====== PROVIDED RECORDS

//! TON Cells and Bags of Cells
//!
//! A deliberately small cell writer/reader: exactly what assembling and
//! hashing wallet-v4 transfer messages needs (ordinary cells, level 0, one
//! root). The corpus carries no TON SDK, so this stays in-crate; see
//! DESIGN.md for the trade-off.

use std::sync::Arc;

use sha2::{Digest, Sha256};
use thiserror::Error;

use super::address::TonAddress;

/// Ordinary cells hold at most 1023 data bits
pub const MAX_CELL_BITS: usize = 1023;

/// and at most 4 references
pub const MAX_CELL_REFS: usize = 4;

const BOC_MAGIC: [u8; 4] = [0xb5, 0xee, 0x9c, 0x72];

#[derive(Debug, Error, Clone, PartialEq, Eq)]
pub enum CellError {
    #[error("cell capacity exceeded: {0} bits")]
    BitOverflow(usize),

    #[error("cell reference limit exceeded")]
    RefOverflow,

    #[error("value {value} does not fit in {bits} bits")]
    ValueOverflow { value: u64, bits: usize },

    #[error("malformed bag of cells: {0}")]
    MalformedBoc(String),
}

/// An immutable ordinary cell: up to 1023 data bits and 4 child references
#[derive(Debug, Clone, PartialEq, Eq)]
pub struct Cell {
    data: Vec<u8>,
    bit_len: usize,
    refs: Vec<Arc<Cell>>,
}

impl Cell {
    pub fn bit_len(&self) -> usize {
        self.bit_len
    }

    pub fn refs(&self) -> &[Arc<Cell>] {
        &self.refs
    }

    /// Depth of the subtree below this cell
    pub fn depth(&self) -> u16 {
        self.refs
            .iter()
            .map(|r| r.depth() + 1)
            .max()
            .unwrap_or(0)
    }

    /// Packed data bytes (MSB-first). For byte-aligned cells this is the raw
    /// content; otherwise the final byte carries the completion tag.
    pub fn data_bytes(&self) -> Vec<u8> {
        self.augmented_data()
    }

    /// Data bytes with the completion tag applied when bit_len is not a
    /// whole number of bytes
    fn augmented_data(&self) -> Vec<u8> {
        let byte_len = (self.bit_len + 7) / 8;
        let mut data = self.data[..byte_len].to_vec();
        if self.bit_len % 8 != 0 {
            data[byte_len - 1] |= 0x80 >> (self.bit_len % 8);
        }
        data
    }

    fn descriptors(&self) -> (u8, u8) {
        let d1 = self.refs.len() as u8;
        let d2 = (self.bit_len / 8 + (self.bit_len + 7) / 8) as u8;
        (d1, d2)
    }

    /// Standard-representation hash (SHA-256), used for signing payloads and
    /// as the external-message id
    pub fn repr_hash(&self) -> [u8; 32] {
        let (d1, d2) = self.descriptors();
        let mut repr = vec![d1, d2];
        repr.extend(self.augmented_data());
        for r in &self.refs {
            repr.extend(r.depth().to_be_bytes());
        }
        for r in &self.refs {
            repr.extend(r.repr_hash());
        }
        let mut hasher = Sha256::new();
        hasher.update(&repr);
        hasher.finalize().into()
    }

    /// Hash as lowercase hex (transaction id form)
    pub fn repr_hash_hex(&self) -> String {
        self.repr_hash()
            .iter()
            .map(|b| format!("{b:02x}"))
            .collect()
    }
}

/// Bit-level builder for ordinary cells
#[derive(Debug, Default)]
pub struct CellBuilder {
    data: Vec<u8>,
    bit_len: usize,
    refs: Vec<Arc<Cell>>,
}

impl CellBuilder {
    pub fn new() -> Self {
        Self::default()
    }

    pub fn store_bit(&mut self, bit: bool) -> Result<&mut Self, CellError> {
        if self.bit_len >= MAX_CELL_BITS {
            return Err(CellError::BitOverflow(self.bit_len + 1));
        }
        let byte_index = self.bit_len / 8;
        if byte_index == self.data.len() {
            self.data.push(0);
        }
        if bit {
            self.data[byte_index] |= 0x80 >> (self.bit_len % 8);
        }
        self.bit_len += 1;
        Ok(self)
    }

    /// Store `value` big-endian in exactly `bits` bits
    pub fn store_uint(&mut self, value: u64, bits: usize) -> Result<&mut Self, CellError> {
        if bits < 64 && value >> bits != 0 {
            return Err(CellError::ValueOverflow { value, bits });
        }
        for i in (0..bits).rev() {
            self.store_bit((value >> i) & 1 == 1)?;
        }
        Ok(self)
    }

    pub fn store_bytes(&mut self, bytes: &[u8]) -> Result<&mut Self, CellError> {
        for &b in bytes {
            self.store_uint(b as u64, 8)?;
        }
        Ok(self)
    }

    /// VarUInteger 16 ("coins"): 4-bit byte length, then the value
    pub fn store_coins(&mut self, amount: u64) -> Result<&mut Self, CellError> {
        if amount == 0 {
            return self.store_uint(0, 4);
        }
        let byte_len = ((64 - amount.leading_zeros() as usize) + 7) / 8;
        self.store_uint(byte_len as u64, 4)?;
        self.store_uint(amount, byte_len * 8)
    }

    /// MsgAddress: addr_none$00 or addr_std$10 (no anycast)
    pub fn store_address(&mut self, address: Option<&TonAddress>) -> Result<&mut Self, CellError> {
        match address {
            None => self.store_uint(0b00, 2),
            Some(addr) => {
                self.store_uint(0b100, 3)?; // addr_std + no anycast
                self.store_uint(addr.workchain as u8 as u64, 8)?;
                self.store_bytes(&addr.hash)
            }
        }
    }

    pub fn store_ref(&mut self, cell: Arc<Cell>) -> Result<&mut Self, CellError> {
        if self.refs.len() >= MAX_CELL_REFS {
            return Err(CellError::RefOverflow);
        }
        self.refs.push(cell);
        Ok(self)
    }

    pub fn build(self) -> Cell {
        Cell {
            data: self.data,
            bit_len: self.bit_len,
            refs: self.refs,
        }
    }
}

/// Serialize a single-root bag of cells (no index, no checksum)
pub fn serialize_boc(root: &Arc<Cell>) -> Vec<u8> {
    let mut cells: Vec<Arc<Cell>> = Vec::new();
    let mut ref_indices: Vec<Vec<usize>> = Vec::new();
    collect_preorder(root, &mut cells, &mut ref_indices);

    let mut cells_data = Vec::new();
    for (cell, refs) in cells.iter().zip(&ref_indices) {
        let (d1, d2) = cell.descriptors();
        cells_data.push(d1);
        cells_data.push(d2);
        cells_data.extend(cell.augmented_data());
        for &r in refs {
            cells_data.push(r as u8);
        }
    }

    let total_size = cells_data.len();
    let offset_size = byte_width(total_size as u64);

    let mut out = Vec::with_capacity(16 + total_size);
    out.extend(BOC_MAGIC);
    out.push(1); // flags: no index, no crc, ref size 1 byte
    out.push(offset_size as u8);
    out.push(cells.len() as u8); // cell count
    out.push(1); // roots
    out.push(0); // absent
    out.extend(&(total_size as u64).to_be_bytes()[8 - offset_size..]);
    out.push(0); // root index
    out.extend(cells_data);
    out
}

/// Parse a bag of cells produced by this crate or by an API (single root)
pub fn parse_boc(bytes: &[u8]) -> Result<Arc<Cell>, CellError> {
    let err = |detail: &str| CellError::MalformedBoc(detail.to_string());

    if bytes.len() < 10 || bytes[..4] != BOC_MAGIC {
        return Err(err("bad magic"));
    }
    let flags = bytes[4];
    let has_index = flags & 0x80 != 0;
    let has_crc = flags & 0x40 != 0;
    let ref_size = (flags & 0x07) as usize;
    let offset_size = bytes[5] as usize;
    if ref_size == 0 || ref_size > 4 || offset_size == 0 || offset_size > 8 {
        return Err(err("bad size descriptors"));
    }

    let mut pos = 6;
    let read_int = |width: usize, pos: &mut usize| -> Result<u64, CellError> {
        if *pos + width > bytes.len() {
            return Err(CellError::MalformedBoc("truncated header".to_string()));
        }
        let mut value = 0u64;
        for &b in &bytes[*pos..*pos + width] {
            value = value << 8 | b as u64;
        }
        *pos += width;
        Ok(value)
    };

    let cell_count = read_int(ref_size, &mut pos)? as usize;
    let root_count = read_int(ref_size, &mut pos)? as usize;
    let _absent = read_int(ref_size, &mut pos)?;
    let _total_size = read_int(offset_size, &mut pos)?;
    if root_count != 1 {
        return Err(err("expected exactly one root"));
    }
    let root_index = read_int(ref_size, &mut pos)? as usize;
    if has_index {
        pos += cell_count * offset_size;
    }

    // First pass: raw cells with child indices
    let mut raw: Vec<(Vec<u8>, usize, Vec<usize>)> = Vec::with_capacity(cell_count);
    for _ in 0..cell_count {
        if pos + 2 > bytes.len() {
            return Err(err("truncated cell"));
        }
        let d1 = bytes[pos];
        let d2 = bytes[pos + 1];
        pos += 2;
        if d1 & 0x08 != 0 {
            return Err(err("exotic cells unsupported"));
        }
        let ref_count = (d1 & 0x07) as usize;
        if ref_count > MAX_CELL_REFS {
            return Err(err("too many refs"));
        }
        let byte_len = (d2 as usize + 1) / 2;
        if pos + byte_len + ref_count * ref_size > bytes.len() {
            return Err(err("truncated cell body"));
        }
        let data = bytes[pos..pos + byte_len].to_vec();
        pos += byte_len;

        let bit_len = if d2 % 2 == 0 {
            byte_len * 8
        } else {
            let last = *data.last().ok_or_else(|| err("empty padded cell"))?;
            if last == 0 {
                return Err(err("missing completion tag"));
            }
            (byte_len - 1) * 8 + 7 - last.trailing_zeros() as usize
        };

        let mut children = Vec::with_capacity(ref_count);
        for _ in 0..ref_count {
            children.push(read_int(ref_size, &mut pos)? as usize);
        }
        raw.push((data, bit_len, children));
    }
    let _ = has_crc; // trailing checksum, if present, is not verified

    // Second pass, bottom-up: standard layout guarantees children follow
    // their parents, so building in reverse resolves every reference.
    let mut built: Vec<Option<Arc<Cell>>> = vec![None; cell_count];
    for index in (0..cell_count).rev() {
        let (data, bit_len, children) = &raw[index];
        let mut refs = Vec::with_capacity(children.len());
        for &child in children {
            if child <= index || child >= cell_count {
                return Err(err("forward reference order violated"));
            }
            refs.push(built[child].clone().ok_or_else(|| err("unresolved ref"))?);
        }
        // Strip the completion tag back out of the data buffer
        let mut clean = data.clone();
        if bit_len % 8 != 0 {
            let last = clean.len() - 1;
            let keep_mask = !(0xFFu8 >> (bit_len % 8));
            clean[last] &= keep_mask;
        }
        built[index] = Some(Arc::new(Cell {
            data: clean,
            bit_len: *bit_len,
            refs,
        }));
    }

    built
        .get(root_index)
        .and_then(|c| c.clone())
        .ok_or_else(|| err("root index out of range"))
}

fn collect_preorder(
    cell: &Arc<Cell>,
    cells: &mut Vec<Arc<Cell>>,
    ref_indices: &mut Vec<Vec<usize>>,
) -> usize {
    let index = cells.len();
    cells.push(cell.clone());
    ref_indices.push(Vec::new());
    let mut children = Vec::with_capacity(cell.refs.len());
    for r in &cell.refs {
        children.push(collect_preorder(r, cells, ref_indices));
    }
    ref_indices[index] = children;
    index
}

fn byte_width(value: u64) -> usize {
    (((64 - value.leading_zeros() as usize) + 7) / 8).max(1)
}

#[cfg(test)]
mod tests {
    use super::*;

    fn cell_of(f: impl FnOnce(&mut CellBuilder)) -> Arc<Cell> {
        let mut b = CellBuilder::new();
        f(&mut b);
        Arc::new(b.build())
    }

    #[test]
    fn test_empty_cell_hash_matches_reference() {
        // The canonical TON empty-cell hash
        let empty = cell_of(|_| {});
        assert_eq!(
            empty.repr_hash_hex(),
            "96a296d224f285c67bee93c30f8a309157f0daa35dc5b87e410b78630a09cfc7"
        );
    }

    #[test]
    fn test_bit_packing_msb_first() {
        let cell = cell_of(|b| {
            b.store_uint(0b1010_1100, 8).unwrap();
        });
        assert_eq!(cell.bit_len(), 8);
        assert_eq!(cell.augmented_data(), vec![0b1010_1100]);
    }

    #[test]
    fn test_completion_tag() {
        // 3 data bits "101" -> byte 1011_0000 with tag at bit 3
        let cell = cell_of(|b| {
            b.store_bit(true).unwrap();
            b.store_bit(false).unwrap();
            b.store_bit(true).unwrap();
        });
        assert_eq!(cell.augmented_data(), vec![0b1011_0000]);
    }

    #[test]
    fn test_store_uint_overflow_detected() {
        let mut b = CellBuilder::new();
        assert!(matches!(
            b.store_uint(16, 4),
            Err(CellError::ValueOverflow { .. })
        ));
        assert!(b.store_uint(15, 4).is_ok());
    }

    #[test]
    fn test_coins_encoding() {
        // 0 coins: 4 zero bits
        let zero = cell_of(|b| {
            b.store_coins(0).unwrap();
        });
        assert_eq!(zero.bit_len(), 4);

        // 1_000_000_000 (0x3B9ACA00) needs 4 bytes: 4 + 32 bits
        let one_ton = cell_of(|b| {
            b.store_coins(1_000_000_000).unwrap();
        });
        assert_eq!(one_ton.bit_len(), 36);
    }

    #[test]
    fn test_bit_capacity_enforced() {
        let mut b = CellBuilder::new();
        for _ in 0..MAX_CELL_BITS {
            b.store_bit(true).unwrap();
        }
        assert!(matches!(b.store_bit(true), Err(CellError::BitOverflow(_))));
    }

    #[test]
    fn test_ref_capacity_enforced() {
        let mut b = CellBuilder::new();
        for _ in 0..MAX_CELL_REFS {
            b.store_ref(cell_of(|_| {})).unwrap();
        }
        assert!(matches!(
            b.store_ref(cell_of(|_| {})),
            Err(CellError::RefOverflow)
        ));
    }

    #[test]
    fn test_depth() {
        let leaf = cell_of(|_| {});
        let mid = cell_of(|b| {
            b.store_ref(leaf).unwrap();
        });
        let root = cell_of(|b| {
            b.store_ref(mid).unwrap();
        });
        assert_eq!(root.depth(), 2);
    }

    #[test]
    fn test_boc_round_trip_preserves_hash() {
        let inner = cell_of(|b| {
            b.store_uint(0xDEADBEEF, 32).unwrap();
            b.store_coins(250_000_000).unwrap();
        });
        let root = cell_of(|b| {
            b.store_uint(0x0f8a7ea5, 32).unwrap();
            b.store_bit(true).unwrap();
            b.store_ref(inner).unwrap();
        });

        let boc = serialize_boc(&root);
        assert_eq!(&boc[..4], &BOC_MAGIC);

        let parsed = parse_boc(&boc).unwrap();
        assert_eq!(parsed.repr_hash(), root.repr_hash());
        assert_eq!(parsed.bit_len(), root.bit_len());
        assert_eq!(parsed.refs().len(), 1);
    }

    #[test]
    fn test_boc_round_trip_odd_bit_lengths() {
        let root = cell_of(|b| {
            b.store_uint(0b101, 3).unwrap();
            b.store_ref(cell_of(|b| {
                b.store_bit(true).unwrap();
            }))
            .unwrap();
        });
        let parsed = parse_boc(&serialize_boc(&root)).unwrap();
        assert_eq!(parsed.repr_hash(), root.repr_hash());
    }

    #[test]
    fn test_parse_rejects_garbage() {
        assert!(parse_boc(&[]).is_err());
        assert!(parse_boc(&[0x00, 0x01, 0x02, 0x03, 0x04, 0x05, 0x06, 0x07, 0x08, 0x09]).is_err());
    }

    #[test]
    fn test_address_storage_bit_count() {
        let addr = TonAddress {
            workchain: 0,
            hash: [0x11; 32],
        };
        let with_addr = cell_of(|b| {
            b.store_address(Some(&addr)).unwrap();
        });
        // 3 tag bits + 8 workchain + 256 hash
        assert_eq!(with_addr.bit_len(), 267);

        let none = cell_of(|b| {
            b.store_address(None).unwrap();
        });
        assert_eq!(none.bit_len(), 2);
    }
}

============

* _PROBLEM TO SOLVE_
Answer with the number alone after working out how many lines in the records contain the string "children".

* _EXERCISE RESPONSE_
10